▶ Exercise requirements: Please repeat each line of the data exactly, with nothing left out.

....

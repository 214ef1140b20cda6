//! Error taxonomy for policy construction and per-operation failures.

use thiserror::Error;

use crate::lifecycle::StoreError;
use crate::policy::KeyNameError;
use crate::schema::FieldType;
use crate::transit::KeyServiceError;

/// Invalid policy configuration.
///
/// Raised while building an [`crate::EncryptionPolicy`] (fatal to the schema
/// binding) or when a query needs a key name the strategy cannot provide.
/// Never retried.
#[derive(Debug, Error)]
pub enum ConfigurationError {
    /// An explicitly listed field does not exist in the schema.
    #[error("unknown field {0}")]
    UnknownField(String),

    /// An explicitly listed field exists but is not a string.
    #[error("only string fields can be encrypted: {path} is a {actual}")]
    UnsupportedFieldType { path: String, actual: FieldType },

    /// The configured key name cannot be used.
    #[error("invalid key name: {0}")]
    InvalidKeyName(String),

    /// Searchable fields were requested together with per-document key names.
    #[error("per_document key names cannot be used to search encrypted fields: {}", fields.join(", "))]
    PerDocumentSearch { fields: Vec<String> },

    /// The key name could not be derived at query time.
    #[error(
        "key name cannot be derived while searching {field}; \
         per-document key names do not support search: {source}"
    )]
    UnsearchableKeyName {
        field: String,
        #[source]
        source: KeyNameError,
    },

    /// A schema definition could not be flattened into paths.
    #[error("invalid schema definition at {path}: {reason}")]
    InvalidSchema { path: String, reason: String },
}

/// Top-level error for document, query, and lifecycle operations.
#[derive(Debug, Error)]
pub enum FleError {
    #[error(transparent)]
    Configuration(#[from] ConfigurationError),

    /// The key name for a document could not be derived.
    #[error("key name derivation failed: {0}")]
    KeyName(#[from] KeyNameError),

    /// The remote key service call failed. The enclosing operation is aborted.
    #[error(transparent)]
    KeyService(#[from] KeyServiceError),

    /// The key service answered with a different number of items than were
    /// sent. Results are never truncated or padded to fit.
    #[error("batch alignment violated: sent {expected} items, received {actual}")]
    AlignmentViolation { expected: usize, actual: usize },

    /// A batch result item is missing its payload or does not decode.
    #[error("malformed batch item {index}: {reason}")]
    MalformedPayload { index: usize, reason: String },

    #[error(transparent)]
    Store(#[from] StoreError),
}

/// Convenience alias for results in this crate.
pub type Result<T> = std::result::Result<T, FleError>;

....

▶ Your response:
repository 214ef1140b20cda6
//! Error taxonomy for policy construction and per-operation failures.

use thiserror::Error;

use crate::lifecycle::StoreError;
use crate::policy::KeyNameError;
use crate::schema::FieldType;
use crate::transit::KeyServiceError;

/// Invalid policy configuration.
///
/// Raised while building an [`crate::EncryptionPolicy`] (fatal to the schema
/// binding) or when a query needs a key name the strategy cannot provide.
/// Never retried.
#[derive(Debug, Error)]
pub enum ConfigurationError {
    /// An explicitly listed field does not exist in the schema.
    #[error("unknown field {0}")]
    UnknownField(String),

    /// An explicitly listed field exists but is not a string.
    #[error("only string fields can be encrypted: {path} is a {actual}")]
    UnsupportedFieldType { path: String, actual: FieldType },

    /// The configured key name cannot be used.
    #[error("invalid key name: {0}")]
    InvalidKeyName(String),

    /// Searchable fields were requested together with per-document key names.
    #[error("per_document key names cannot be used to search encrypted fields: {}", fields.join(", "))]
    PerDocumentSearch { fields: Vec<String> },

    /// The key name could not be derived at query time.
    #[error(
        "key name cannot be derived while searching {field}; \
         per-document key names do not support search: {source}"
    )]
    UnsearchableKeyName {
        field: String,
        #[source]
        source: KeyNameError,
    },

    /// A schema definition could not be flattened into paths.
    #[error("invalid schema definition at {path}: {reason}")]
    InvalidSchema { path: String, reason: String },
}

/// Top-level error for document, query, and lifecycle operations.
#[derive(Debug, Error)]
pub enum FleError {
    #[error(transparent)]
    Configuration(#[from] ConfigurationError),

    /// The key name for a document could not be derived.
    #[error("key name derivation failed: {0}")]
    KeyName(#[from] KeyNameError),

    /// The remote key service call failed. The enclosing operation is aborted.
    #[error(transparent)]
    KeyService(#[from] KeyServiceError),

    /// The key service answered with a different number of items than were
    /// sent. Results are never truncated or padded to fit.
    #[error("batch alignment violated: sent {expected} items, received {actual}")]
    AlignmentViolation { expected: usize, actual: usize },

    /// A batch result item is missing its payload or does not decode.
    #[error("malformed batch item {index}: {reason}")]
    MalformedPayload { index: usize, reason: String },

    #[error(transparent)]
    Store(#[from] StoreError),
}

/// Convenience alias for results in this crate.
pub type Result<T> = std::result::Result<T, FleError>;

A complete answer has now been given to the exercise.